In Sachsenhausen (nabij Berlijn) zijn zo'n 50.000 mensen omgekomen door uitputting, ondervoeding en geweld. Welk antwoord hoort daarbij?
A
Segregatie
B
Concentratie
C
Deportatie
D
Genocide

Slide 22 - Quiz


Duitsland valt Polen aan
1 september 1939




"Vanaf 5:45 uur wordt teruggeschoten!"       

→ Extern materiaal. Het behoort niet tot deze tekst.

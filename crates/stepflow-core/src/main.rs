// Copyright (C) 2025 SyncMyOrders Sp. z o.o.
// SPDX-License-Identifier: AGPL-3.0-or-later
//! Stepflow Core - standalone engine process
//!
//! Connects the durable store and the event bus, then runs the engine until
//! Ctrl-C. Instances are created and queued by producers sharing the same
//! store and bus.

use std::sync::Arc;

use anyhow::Result;
use tracing::{error, info};

use stepflow_core::actions::ActionRegistry;
use stepflow_core::config::Config;
use stepflow_core::engine::Engine;
use stepflow_core::events::{EventBus, LocalEventBus, RedisEventBus};
use stepflow_core::persistence;

#[tokio::main]
async fn main() -> Result<()> {
    // Load .env file (from crate directory or parent directories)
    dotenvy::dotenv().ok();

    tracing_subscriber::fmt()
        .with_env_filter(
            tracing_subscriber::EnvFilter::from_default_env()
                .add_directive("stepflow_core=info".parse()?),
        )
        .init();

    info!("Starting Stepflow Core");

    let config = Config::from_env().map_err(|e| {
        error!("Configuration error: {}", e);
        e
    })?;

    info!(
        max_concurrent = config.engine.max_concurrent_workflows,
        queue_capacity = config.engine.queue_capacity,
        step_timeout_secs = config.engine.step_timeout.as_secs(),
        redis = config.redis_url.is_some(),
        "Configuration loaded"
    );

    info!("Connecting to database...");
    let store = persistence::connect(&config.database_url).await?;
    store.health_check().await?;
    info!("Database ready, migrations applied");

    let bus: Arc<dyn EventBus> = match &config.redis_url {
        Some(url) => {
            info!(channel = %config.event_channel, "Using Redis event bus");
            Arc::new(RedisEventBus::connect(url, config.event_channel.clone()).await?)
        }
        None => {
            info!("Using in-process event bus");
            Arc::new(LocalEventBus::default())
        }
    };

    let actions = ActionRegistry::with_builtins();
    info!(actions = ?actions.names(), "Actions registered");

    let engine = Engine::builder()
        .persistence(store)
        .event_bus(bus)
        .actions(actions)
        .config(config.engine)
        .build()?
        .start()
        .await?;

    tokio::signal::ctrl_c().await?;
    info!("Shutting down...");

    engine.shutdown().await?;
    info!("Shutdown complete");

    Ok(())
}
// Copyright (C) 2025 SyncMyOrders Sp. z o.o.
// SPDX-License-Identifier: AGPL-3.0-or-later
//! Predicate evaluation for `condition` steps.

use std::cmp::Ordering;

use serde_json::{Value, json};

use crate::models::{ConditionOperator, JsonMap, StepCondition};

/// Evaluate one predicate. Missing fields and type mismatches are `false`.
pub fn evaluate(condition: &StepCondition, variables: &JsonMap) -> bool {
    let Some(actual) = variables.get(&condition.field) else {
        return false;
    };
    let expected = &condition.value;

    match &condition.operator {
        ConditionOperator::Equals => values_equal(actual, expected),
        ConditionOperator::NotEquals => !values_equal(actual, expected),
        ConditionOperator::GreaterThan => compare_numbers(actual, expected) == Some(Ordering::Greater),
        ConditionOperator::LessThan => compare_numbers(actual, expected) == Some(Ordering::Less),
        ConditionOperator::Contains => match (actual.as_str(), expected.as_str()) {
            (Some(haystack), Some(needle)) => haystack.contains(needle),
            _ => false,
        },
        ConditionOperator::Unknown(_) => false,
    }
}

/// Evaluate all predicates with AND semantics.
///
/// Returns the combined result and a per-predicate report for the step output.
/// An empty list is `false`.
pub fn evaluate_all(conditions: &[StepCondition], variables: &JsonMap) -> (bool, Vec<Value>) {
    if conditions.is_empty() {
        return (false, Vec::new());
    }

    let mut matched = true;
    let report = conditions
        .iter()
        .map(|condition| {
            let result = evaluate(condition, variables);
            matched &= result;
            json!({
                "field": condition.field,
                "operator": condition.operator.as_str(),
                "value": condition.value,
                "actual": variables.get(&condition.field).cloned().unwrap_or(Value::Null),
                "result": result,
            })
        })
        .collect();

    (matched, report)
}

// 10 and 10.0 are the same number.
fn values_equal(a: &Value, b: &Value) -> bool {
    match (a.as_f64(), b.as_f64()) {
        (Some(x), Some(y)) => x == y,
        _ => a == b,
    }
}

fn compare_numbers(a: &Value, b: &Value) -> Option<Ordering> {
    a.as_f64()?.partial_cmp(&b.as_f64()?)
}

#[cfg(test)]
mod tests {
    use super::*;

    fn vars(value: Value) -> JsonMap {
        value.as_object().cloned().unwrap()
    }

    fn cond(field: &str, op: &str, value: Value) -> StepCondition {
        StepCondition {
            field: field.to_string(),
            operator: ConditionOperator::from(op.to_string()),
            value,
        }
    }

    #[test]
    fn test_numeric_comparisons() {
        let v = vars(json!({"x": 10, "y": 2.5}));
        assert!(evaluate(&cond("x", "gt", json!(5)), &v));
        assert!(!evaluate(&cond("x", "lt", json!(5)), &v));
        assert!(evaluate(&cond("y", "less_than", json!(3)), &v));
        assert!(evaluate(&cond("x", "eq", json!(10.0)), &v));
    }

    #[test]
    fn test_non_numeric_comparison_is_false() {
        let v = vars(json!({"x": "10"}));
        assert!(!evaluate(&cond("x", "gt", json!(5)), &v));
        assert!(!evaluate(&cond("x", "lt", json!(50)), &v));
        assert!(!evaluate(&cond("x", "eq", json!(10)), &v));
    }

    #[test]
    fn test_equality_on_strings_and_bools() {
        let v = vars(json!({"tier": "gold", "approved": true}));
        assert!(evaluate(&cond("tier", "equals", json!("gold")), &v));
        assert!(evaluate(&cond("tier", "ne", json!("silver")), &v));
        assert!(evaluate(&cond("approved", "eq", json!(true)), &v));
    }

    #[test]
    fn test_contains_only_for_strings() {
        let v = vars(json!({"email": "ops@example.com", "tags": ["a"]}));
        assert!(evaluate(&cond("email", "contains", json!("@example")), &v));
        assert!(!evaluate(&cond("tags", "contains", json!("a")), &v));
    }

    #[test]
    fn test_missing_field_and_unknown_operator() {
        let v = vars(json!({"x": 1}));
        assert!(!evaluate(&cond("missing", "ne", json!(1)), &v));
        assert!(!evaluate(&cond("x", "matches", json!(1)), &v));
    }

    #[test]
    fn test_evaluate_all_and_semantics() {
        let v = vars(json!({"x": 10, "tier": "gold"}));
        let (matched, report) = evaluate_all(
            &[cond("x", "gt", json!(5)), cond("tier", "eq", json!("gold"))],
            &v,
        );
        assert!(matched);
        assert_eq!(report.len(), 2);

        let (matched, report) = evaluate_all(
            &[cond("x", "gt", json!(5)), cond("tier", "eq", json!("silver"))],
            &v,
        );
        assert!(!matched);
        assert_eq!(report[1]["result"], false);
        assert_eq!(report[1]["actual"], "gold");

        let (matched, _) = evaluate_all(&[], &v);
        assert!(!matched);
    }
}
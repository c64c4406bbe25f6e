// Copyright (C) 2025 SyncMyOrders Sp. z o.o.
// SPDX-License-Identifier: AGPL-3.0-or-later
//! Instance scheduler and its background tasks.
//!
//! ```text
//!  producer ──queue(id)──► [bounded queue] ──► dispatch ──► worker (orchestrator::drive)
//!                               ▲                               │
//!        sweeper (pending,      │                               ├─► StepExecutor
//!        step timeouts) ────────┤                               │
//!                               │                               ▼
//!        listener ◄── EventBus ◄┴──────────── step_completed events
//! ```

mod listener;
mod orchestrator;
pub mod runtime;
mod scheduler;
mod sweeper;

pub use runtime::{Engine, EngineBuilder, EngineRuntimeConfig};

use std::sync::Arc;

use tokio_util::sync::CancellationToken;

use crate::config::EngineConfig;
use crate::events::EventBus;
use crate::executor::StepExecutor;
use crate::persistence::Persistence;
use scheduler::Scheduler;

/// Everything a worker, the sweeper and the listener share.
pub(crate) struct EngineContext {
    pub store: Arc<dyn Persistence>,
    pub bus: Arc<dyn EventBus>,
    pub executor: StepExecutor,
    pub scheduler: Arc<Scheduler>,
    pub config: EngineConfig,
    pub shutdown: CancellationToken,
}

#[cfg(test)]
pub(crate) mod testing {
    use std::time::Duration;

    use super::*;
    use crate::actions::ActionRegistry;
    use crate::events::LocalEventBus;
    use crate::persistence::SqlitePersistence;

    /// Context over an in-memory store with no dispatch loop running.
    pub(crate) async fn context(config: EngineConfig) -> Arc<EngineContext> {
        let store: Arc<dyn Persistence> = Arc::new(SqlitePersistence::in_memory().await.unwrap());
        let bus: Arc<dyn EventBus> = Arc::new(LocalEventBus::default());
        let shutdown = CancellationToken::new();
        let executor = StepExecutor::new(
            store.clone(),
            bus.clone(),
            Arc::new(ActionRegistry::with_builtins()),
            config.step_timeout,
            shutdown.clone(),
        );
        let scheduler = Arc::new(Scheduler::new(
            config.queue_capacity,
            config.max_concurrent_workflows,
            shutdown.clone(),
        ));
        Arc::new(EngineContext {
            store,
            bus,
            executor,
            scheduler,
            config,
            shutdown,
        })
    }

    pub(crate) fn fast_config() -> EngineConfig {
        EngineConfig {
            step_yield: Duration::from_millis(1),
            ..EngineConfig::default()
        }
    }
}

Hitler geeft aan dat hij wel móet reageren op een Poolse aanval op een 
Duits radiostation. De Duitsers hebben deze aanval in scène gezet.

Slide 23 - Diapositive


Begin Tweede Wereldoorlog
3 september 1939




Na de Duitse aanval op Polen, kunnen Engeland en Frankrijk 
maar één ding doen: 

Duitsland de oorlog verklaren...

Slide 24 - Diapositive


Blitzkrieg in West-Europa
april-juli 1940




  • Blitzkrieg = bliksemoorlog, snel en strategisch de vijand overrompelen
  • April 1940: Denemarken en Noorwegen bezet
  • 10 mei 1940: Nederland, België en Frankrijk

Slide 25 - Diapositive


Nederland capituleert
15 mei 1940




  • Hoewel er op sommige plekken door het Nederlandse leger meer tegenstand wordt geboden dan de Duitsers hadden verwacht, kan de Nederlandse regering, na het bombardement op Rotterdam, niets anders doen zich over te geven (capituleren) aan de Duitsers.

Slide 26 - Diapositive

Japanse aanval op Pearl Harbor
7 december 1941

  • As-mogendheid Japan wil in Azië een machtig land zijn. 
  • Om dit doel te bereiken vallen ze de Amerikaanse marinebasis op Hawaï (Pearl Harbor), volkomen bij verrassing, aan. 
  • Door de verwoeste Amerikaanse vloot, heeft Japan vrij spel in Azië
  • Amerika verklaart de oorlog aan Japan.

Slide 27 - Diapositive

Japan bezet Nederlands-Indië 
maart 1942





  • Nederlanders worden geïnterneerd in Jappenkampen
  • De omstandigheden zijn vreselijk: slechte hygiëne, honger en lijfstraffen.
  • Vrouwen moeten soms als prostituees ('troostmeisjes') werken.



Slide 28 - Diapositive


Slag bij Stalingrad
augustus 1942 - februari 1943




  • Door de ijzige kou en slechte bevoorrading wordt het Duitse leger verslagen. 
  • Hitler moet opgeven: Stalingrad blijkt niet te veroveren.
  • Het wordt een keerpunt in de oorlog: de Sovjet-Unie begint met het terugdringen van het Duitse leger. 

Slide 29 - Diapositive

D-Day
6 juni 1944




  • Met de landing in Normandië kwam er eindelijk een front in het Westen, iets waar Stalin lang om had verzocht.
  • De D in D-Day staat voor Decision (beslissing)

Slide 30 - Diapositive


De Bevrijding
5 mei 1945






Slide 31 - Diapositive


Capitulatie van Japan
15 augustus 1945





  • Na de verwoesting door de twee Amerikaanse atoombommen, kan Japan niets anders doen dan zich over te geven aan de Geallieerden.